Psychologen auf der ganzen Welt sehen Mobbing als ernstes Problem an. Die meisten Fälle von Mobbing ereignen sich in Büros, in Bildungseinrichtungen, in der Armee und sogar in Kleinstädten, wie zum Beispiel im Film „Jagd“ des dänischen Regisseurs Thomas Winterberg. Eine psychologische Attacke entsteht oft aus Langeweile, Eintönigkeit und ist Unterhaltung für das Team. In Fabriken und Fabriken, in denen Menschen in Handarbeit beschäftigt sind, sind Fälle von Mobbing sehr selten. Aber die größten Unternehmen verlieren durch die Verfolgung von Arbeitnehmern jährlich Milliarden von Dollar. In den USA sind 33% der Selbstmorde auf Mobbing zurückzuführen. In Frankreich haben zwischen 2008 und 2009 35 Mitarbeiter von France Telecom Selbstmord begangen. Eine Welle von Selbstmorden wurde durch aggressive Managementpraktiken der Unternehmensleitung ausgelöst. Die schwedischen Behörden haben Mobbing offiziell als Verbrechen gegen den Einzelnen anerkannt.

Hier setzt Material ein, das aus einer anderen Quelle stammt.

use std::io;

use thiserror::Error;

/// Errors raised by shaped streams.
///
/// Shaped streams implement [`std::io::Read`] and [`std::io::Write`], so these errors travel as
/// [`io::Error`]s. End-of-stream is not an error: it is reported as `Ok(0)` from `read`.
#[derive(Debug, Error)]
pub enum StreamError {
    /// The stream is in non-blocking mode and the operation cannot make progress right now.
    #[error("operation would block")]
    WouldBlock,
    /// The stream has been closed by its owner.
    #[error("stream closed")]
    Closed,
    /// The wrapped source or sink failed.
    #[error("IO error: {0:?}")]
    Io(#[from] io::Error),
}

impl StreamError {
    /// Returns `true` if the given error was raised because the stream had been closed.
    pub fn is_closed(err: &io::Error) -> bool {
        matches!(err.get_ref().and_then(|e| e.downcast_ref::<Self>()), Some(Self::Closed))
    }

    /// Returns `true` if the given error signals that a non-blocking operation would block.
    pub fn is_would_block(err: &io::Error) -> bool {
        err.kind() == io::ErrorKind::WouldBlock
    }
}

impl From<StreamError> for io::Error {
    fn from(err: StreamError) -> Self {
        match err {
            StreamError::WouldBlock => Self::new(io::ErrorKind::WouldBlock, err),
            StreamError::Closed => Self::new(io::ErrorKind::NotConnected, err),
            StreamError::Io(e) => e,
        }
    }
}
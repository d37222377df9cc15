use std::time::Duration;

use parking_lot::{Condvar, Mutex};

/// The longest a [`WakeSignal::wait`] call sleeps without being woken.
pub const DEFAULT_WAIT_TIMEOUT: Duration = Duration::from_millis(500);

/// A bounded sleep/wake primitive.
///
/// Waiters are released either by [`WakeSignal::wake`] or by the wait timeout, whichever comes
/// first. Callers always re-check their condition in a loop: a wake-up carries no information
/// besides "something may have changed", and spurious or periodic wake-ups are expected.
///
/// To avoid losing a wake that happens between checking the condition and going to sleep, read
/// the [`generation`](Self::generation) before checking and hand it to
/// [`wait_since`](Self::wait_since).
#[derive(Debug)]
pub struct WakeSignal {
    generation: Mutex<u64>,
    cvar: Condvar,
    timeout: Duration,
}

impl Default for WakeSignal {
    fn default() -> Self {
        Self::new()
    }
}

impl WakeSignal {
    /// Creates a signal with the [`DEFAULT_WAIT_TIMEOUT`].
    pub fn new() -> Self {
        Self::with_timeout(DEFAULT_WAIT_TIMEOUT)
    }

    /// Creates a signal whose waits return after at most `timeout`.
    pub fn with_timeout(timeout: Duration) -> Self {
        Self { generation: Mutex::new(0), cvar: Condvar::new(), timeout }
    }

    /// Returns the current wake generation.
    #[inline]
    pub fn generation(&self) -> u64 {
        *self.generation.lock()
    }

    /// Wakes every thread currently waiting on this signal.
    pub fn wake(&self) {
        let mut generation = self.generation.lock();
        *generation = generation.wrapping_add(1);
        self.cvar.notify_all();
    }

    /// Blocks until the next [`wake`](Self::wake) or the timeout.
    pub fn wait(&self) {
        let mut generation = self.generation.lock();
        let _ = self.cvar.wait_for(&mut generation, self.timeout);
    }

    /// Blocks until the generation moves past `seen` or the timeout elapses. Returns immediately
    /// if a wake already happened after `seen` was read.
    pub fn wait_since(&self, seen: u64) {
        let mut generation = self.generation.lock();
        if *generation != seen {
            return;
        }

        let _ = self.cvar.wait_for(&mut generation, self.timeout);
    }
}

#[cfg(test)]
mod tests {
    use std::{
        sync::Arc,
        thread,
        time::{Duration, Instant},
    };

    use super::*;

    #[test]
    fn test_wait_times_out() {
        let signal = WakeSignal::with_timeout(Duration::from_millis(20));

        let start = Instant::now();
        signal.wait();
        assert!(start.elapsed() >= Duration::from_millis(15));
    }

    #[test]
    fn test_wait_since_returns_after_missed_wake() {
        let signal = WakeSignal::with_timeout(Duration::from_secs(30));

        let seen = signal.generation();
        signal.wake();

        let start = Instant::now();
        signal.wait_since(seen);
        assert!(start.elapsed() < Duration::from_secs(1));
    }

    #[test]
    fn test_wake_releases_waiter() {
        let signal = Arc::new(WakeSignal::with_timeout(Duration::from_secs(30)));

        let waiter = {
            let signal = Arc::clone(&signal);
            let seen = signal.generation();
            thread::spawn(move || {
                let start = Instant::now();
                signal.wait_since(seen);
                start.elapsed()
            })
        };

        thread::sleep(Duration::from_millis(20));
        signal.wake();

        assert!(waiter.join().unwrap() < Duration::from_secs(10));
    }
}
use std::{
    io::{Read, Write},
    thread,
    time::{Duration, Instant},
};

use shaper::{pipe, DelayOptions, DelayShaper, Streams};

#[test]
fn delayed_writer_real_time() {
    let _ = tracing_subscriber::fmt::try_init();

    let (tx, mut rx) = pipe(64 * 1024);
    let mut writer =
        Streams::delayed_writer(tx, Duration::from_millis(100), DelayOptions::default()).unwrap();
    assert_eq!(writer.delay(), 20);

    let start = Instant::now();
    writer.write_all(b"hello").unwrap();

    let mut buf = [0u8; 5];
    rx.read_exact(&mut buf).unwrap();
    let elapsed = start.elapsed();

    assert_eq!(&buf, b"hello");
    assert!(elapsed >= Duration::from_millis(90), "arrived after only {elapsed:?}");

    writer.close().unwrap();
}

#[test]
fn delayed_reader_real_time() {
    let _ = tracing_subscriber::fmt::try_init();

    let (mut tx, rx) = pipe(64 * 1024);
    let options = DelayOptions::default().with_eof_detection(true);
    let mut reader = Streams::delayed_reader(rx, Duration::from_millis(100), options).unwrap();

    let start = Instant::now();
    let producer = thread::spawn(move || {
        tx.write_all(b"delayed").unwrap();
    });

    let mut received = Vec::new();
    reader.read_to_end(&mut received).unwrap();
    let elapsed = start.elapsed();

    producer.join().unwrap();

    assert_eq!(received, b"delayed");
    assert!(elapsed >= Duration::from_millis(90), "arrived after only {elapsed:?}");
}

#[test]
fn zero_delay_passes_through() {
    let (tx, mut rx) = pipe(1024);
    let mut writer = Streams::delayed_writer(tx, Duration::ZERO, DelayOptions::default()).unwrap();
    assert_eq!(writer.delay(), 0);

    writer.write_all(b"now").unwrap();

    let mut buf = [0u8; 3];
    rx.read_exact(&mut buf).unwrap();
    assert_eq!(&buf, b"now");
}

#[test]
fn zero_delay_reader_is_not_held_back() {
    let (mut tx, rx) = pipe(1024);
    let mut reader = Streams::delayed_reader(rx, Duration::ZERO, DelayOptions::default()).unwrap();

    let producer = thread::spawn(move || {
        thread::sleep(Duration::from_millis(20));
        tx.write_all(b"!").unwrap();
    });

    let start = Instant::now();
    let mut buf = [0u8; 1];
    reader.read_exact(&mut buf).unwrap();
    let elapsed = start.elapsed();

    producer.join().unwrap();

    assert_eq!(&buf, b"!");
    assert!(elapsed < Duration::from_millis(200), "read took {elapsed:?}");
}
mod delay;
mod rate;
mod stack;
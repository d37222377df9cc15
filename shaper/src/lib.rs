//! Bandwidth and latency shaping for byte streams.
//!
//! Wrap any [`Source`] or [`Sink`] in a rate limiter or a delay buffer, drive them with a
//! [`SimulationClock`] for deterministic tests or a [`RealTimeClock`] for wall-clock shaping,
//! and pump bytes through them like through the wrapped stream. [`Streams`] builds real-time
//! shaped streams straight from bytes per second and [`Duration`](std::time::Duration)s.
#![doc(issue_tracker_base_url = "https://github.com/chainbound/msg-rs/issues/")]
#![cfg_attr(docsrs, feature(doc_cfg, doc_auto_cfg))]

mod streams;
pub use streams::{ShaperError, Streams};

pub use shaper_calc::*;
pub use shaper_clock::*;
pub use shaper_common::*;
pub use shaper_stream::*;
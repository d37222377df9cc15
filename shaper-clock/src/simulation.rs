use std::sync::Arc;

use crate::{Dispatcher, ListenerId, Tick, TickListener, TickSource};

/// A clock that only moves when told to.
///
/// [`SimulationClock::advance`] dispatches exactly one tick on the calling thread, so everything
/// driven by this clock behaves deterministically.
#[derive(Debug, Default)]
pub struct SimulationClock {
    dispatcher: Dispatcher,
}

impl SimulationClock {
    pub fn new() -> Self {
        Self::default()
    }

    /// Dispatches the next tick to every listener and returns it.
    pub fn advance(&self) -> Tick {
        self.dispatcher.dispatch()
    }

    /// Dispatches `n` ticks back to back.
    pub fn advance_by(&self, n: usize) -> Tick {
        for _ in 0..n {
            self.dispatcher.dispatch();
        }

        self.dispatcher.current_tick()
    }
}

impl TickSource for SimulationClock {
    fn add_listener(&self, listener: Arc<dyn TickListener>) -> ListenerId {
        self.dispatcher.add_listener(listener)
    }

    fn remove_listener(&self, id: ListenerId) -> bool {
        self.dispatcher.remove_listener(id)
    }

    fn reset(&self) {
        self.dispatcher.reset()
    }

    fn current_tick(&self) -> Tick {
        self.dispatcher.current_tick()
    }
}
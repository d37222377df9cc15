use std::{
    io::{self, Write},
    sync::Arc,
};

use parking_lot::Mutex;
use shaper_clock::{ListenerId, Tick, TickListener, TickSource};
use shaper_common::{would_block, Sink, StreamError, WakeSignal};
use tracing::{debug, error, trace};

use super::{DelayBuffer, DelayOptions, DelayShaper};

#[derive(Debug)]
struct OutputState {
    buffer: DelayBuffer,
    closed: bool,
    /// A failure on the tick thread, returned by the next write or flush.
    error: Option<io::Error>,
}

#[derive(Debug)]
struct Output<W> {
    state: Mutex<OutputState>,
    sink: Mutex<W>,
    signal: WakeSignal,
}

impl<W: Sink + Send + 'static> Output<W> {
    /// Writes every byte whose delay has elapsed to the sink.
    fn transmit(&self, state: &mut OutputState) {
        if state.error.is_some() || state.buffer.visible() == 0 {
            return;
        }

        let mut sink = self.sink.lock();
        let result = state.buffer.transmit(&mut *sink).and_then(|n| sink.flush().map(|_| n));

        match result {
            Ok(n) => trace!(tick = state.buffer.tick(), sent = n, "Transmitted"),
            Err(e) => {
                error!(err = ?e, "Failed to write to sink");
                state.error = Some(e);
            }
        }
    }
}

impl<W: Sink + Send + 'static> TickListener for Output<W> {
    fn on_tick(&self, tick: Tick) {
        let mut state = self.state.lock();
        if state.closed {
            return;
        }

        state.buffer.set_tick(tick);
        state.buffer.collapse();
        self.transmit(&mut state);
        drop(state);

        self.signal.wake();
    }
}

/// A [`Sink`] wrapper that hands every byte to the wrapped sink `delay` ticks after it was
/// written.
///
/// Writes land in a ring buffer of `buffer_size` bytes. A single write call accepts at most
/// `buffer_size` bytes and waits (or fails with [`io::ErrorKind::WouldBlock`]) until that much
/// space is free. Transmission happens on the clock's thread; a failure there is returned by
/// the next call to [`write`](Write::write) or [`flush`](Write::flush).
///
/// With a delay of 0, bytes are transmitted synchronously within `write`.
pub struct DelayedWriter<W> {
    output: Arc<Output<W>>,
    clock: Arc<dyn TickSource>,
    listener: Option<ListenerId>,
    blocking: bool,
}

impl<W: std::fmt::Debug> std::fmt::Debug for DelayedWriter<W> {
    fn fmt(&self, f: &mut std::fmt::Formatter<'_>) -> std::fmt::Result {
        f.debug_struct("DelayedWriter")
            .field("output", &self.output)
            .field("listener", &self.listener)
            .field("blocking", &self.blocking)
            .finish_non_exhaustive()
    }
}

impl<W: Sink + Send + 'static> DelayedWriter<W> {
    pub fn new(sink: W, clock: Arc<dyn TickSource>, options: DelayOptions) -> Self {
        let buffer = DelayBuffer::new(options.buffer_size, options.delay, clock.current_tick());

        let output = Arc::new(Output {
            state: Mutex::new(OutputState { buffer, closed: false, error: None }),
            sink: Mutex::new(sink),
            signal: WakeSignal::new(),
        });

        let listener = clock.add_listener(Arc::clone(&output) as Arc<dyn TickListener>);

        Self { output, clock, listener: Some(listener), blocking: options.blocking }
    }

    pub fn set_nonblocking(&mut self, nonblocking: bool) {
        self.blocking = !nonblocking;
    }

    /// Capacity of the ring buffer.
    pub fn buffer_size(&self) -> usize {
        self.output.state.lock().buffer.capacity()
    }

    /// Bytes written but not yet transmitted.
    pub fn buffered(&self) -> usize {
        self.output.state.lock().buffer.buffered()
    }

    /// Free space in the ring.
    pub fn free(&self) -> usize {
        self.output.state.lock().buffer.free()
    }

    /// Blocks until every buffered byte has been transmitted. Requires a running clock.
    pub fn drain(&self) -> io::Result<()> {
        loop {
            let seen = self.output.signal.generation();

            {
                let mut state = self.output.state.lock();
                if let Some(e) = state.error.take() {
                    return Err(e);
                }

                if state.closed {
                    return Err(StreamError::Closed.into());
                }

                if state.buffer.buffered() == 0 {
                    return Ok(());
                }

                if !self.blocking {
                    return Err(would_block());
                }
            }

            self.output.signal.wait_since(seen);
        }
    }

    /// Deregisters from the clock and closes the wrapped sink. Bytes still waiting for their
    /// delay are discarded; call [`drain`](Self::drain) first to deliver them.
    pub fn close(&mut self) -> io::Result<()> {
        if let Some(id) = self.listener.take() {
            self.clock.remove_listener(id);
        }

        let mut state = self.output.state.lock();
        if state.closed {
            return Ok(());
        }

        state.closed = true;
        let discarded = state.buffer.buffered();
        let result = self.output.sink.lock().close();
        drop(state);

        self.output.signal.wake();

        debug!(discarded, "Delayed writer closed");
        result
    }
}

impl<W: Sink + Send + 'static> Write for DelayedWriter<W> {
    /// Buffers up to `buffer_size` bytes of `buf` for delayed transmission.
    fn write(&mut self, buf: &[u8]) -> io::Result<usize> {
        if buf.is_empty() {
            return Ok(0);
        }

        loop {
            let seen = self.output.signal.generation();

            {
                let mut state = self.output.state.lock();
                if state.closed {
                    return Err(StreamError::Closed.into());
                }

                if let Some(e) = state.error.take() {
                    return Err(e);
                }

                let len = buf.len().min(state.buffer.capacity());
                if state.buffer.free() >= len {
                    state.buffer.push(&buf[..len]);

                    if state.buffer.delay() == 0 {
                        state.buffer.collapse();
                        self.output.transmit(&mut state);
                    } else {
                        let deadline = state.buffer.deadline(0);
                        state.buffer.schedule(deadline);
                    }

                    return Ok(len);
                }

                if !self.blocking {
                    return Err(would_block());
                }
            }

            self.output.signal.wait_since(seen);
        }
    }

    /// Returns a pending transmission failure and flushes the sink. Bytes still waiting for
    /// their delay are not forced out.
    fn flush(&mut self) -> io::Result<()> {
        let mut state = self.output.state.lock();
        if state.closed {
            return Err(StreamError::Closed.into());
        }

        if let Some(e) = state.error.take() {
            return Err(e);
        }

        drop(state);
        self.output.sink.lock().flush()
    }
}

impl<W: Sink + Send + 'static> Sink for DelayedWriter<W> {
    fn close(&mut self) -> io::Result<()> {
        DelayedWriter::close(self)
    }
}

impl<W: Sink + Send + 'static> DelayShaper for DelayedWriter<W> {
    fn set_delay(&self, delay: u64) {
        let mut state = self.output.state.lock();
        let old = state.buffer.delay();
        let moved = state.buffer.set_delay(delay);
        self.output.transmit(&mut state);
        drop(state);

        debug!(old, new = delay, moved, "Delay changed");
        self.output.signal.wake();
    }

    fn delay(&self) -> u64 {
        self.output.state.lock().buffer.delay()
    }
}

impl<W> Drop for DelayedWriter<W> {
    fn drop(&mut self) {
        if let Some(id) = self.listener.take() {
            self.clock.remove_listener(id);
        }

        self.output.state.lock().closed = true;
        self.output.signal.wake();
    }
}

Jede psychologische Verfolgung ist nicht nur für das Opfer, sondern auch für das Team destruktiv. Schließlich werden die Menschen eher durch Mobbing als durch Arbeitsverantwortung zusammengebracht. Für das Management ist es wichtig, ein günstiges psychologisches Umfeld für die Mitarbeiter zu schaffen und Meinungsverschiedenheiten im Team nicht aus den Augen zu verlieren. Nur in diesem Fall lernen die Menschen das Mobbing nicht aus eigener Erfahrung, sondern aus Filmen.

Material von Daria Lychagina vorbereitet

Sehen Sie sich das Video an: Drachenlord vs. Hater - wenn Cyber-Mobbing Realität wird. (September 2021).